For "in-between" formalizations, Twelf may or may not be a win,
depending on how work you save by using built-in alpha-beta-eta and the
LF context versus how much extra work it is to reason about low-level
things by hand instead of using tactics.

Twelf is clearly beneficial in situation 2, but suppose you have a
language that combines well-behaved features, e.g. quantification and,
lambda, with some features that aren't handled elegantly, so that you
need to perform explicit reasoning about representations (e.g., encoding
heap cell labels as integers and propagating a counter through all
judgments for generating new labels, or reasoning about distinct names
in pattern matches).  In that case, the parts of your language for which
Twelf provides assistance work great, but you have to do all the other
reasoning using more primitive tools than in a tactic based prover.
(This sounds like the situation Dan described with FPCC).

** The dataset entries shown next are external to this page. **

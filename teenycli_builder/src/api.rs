mod bundle;
mod capture;
mod core;
mod parameter;

pub use self::core::{ArgP, Command, Handler};
pub use bundle::*;
pub use capture::Datum;
pub use parameter::Argument;

pub(crate) use capture::InvalidCapture;
pub(crate) use parameter::{ArgumentSpec, ParameterClass};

I think that when some people have asked "can Twelf do X", they really
mean "can Twelf do X 'elegantly' (i.e., using approach 2)?"  Since
elegant is a subjective term, I don't see the point of arguing it.  I
think it would be interesting to determine whether there is a technical
characterization of those languages for which the Twelf methodology
works as intended i.e., without compromises or reverting to a
foundational approach), although I'm not sure this is even a sensible
technical question.

--James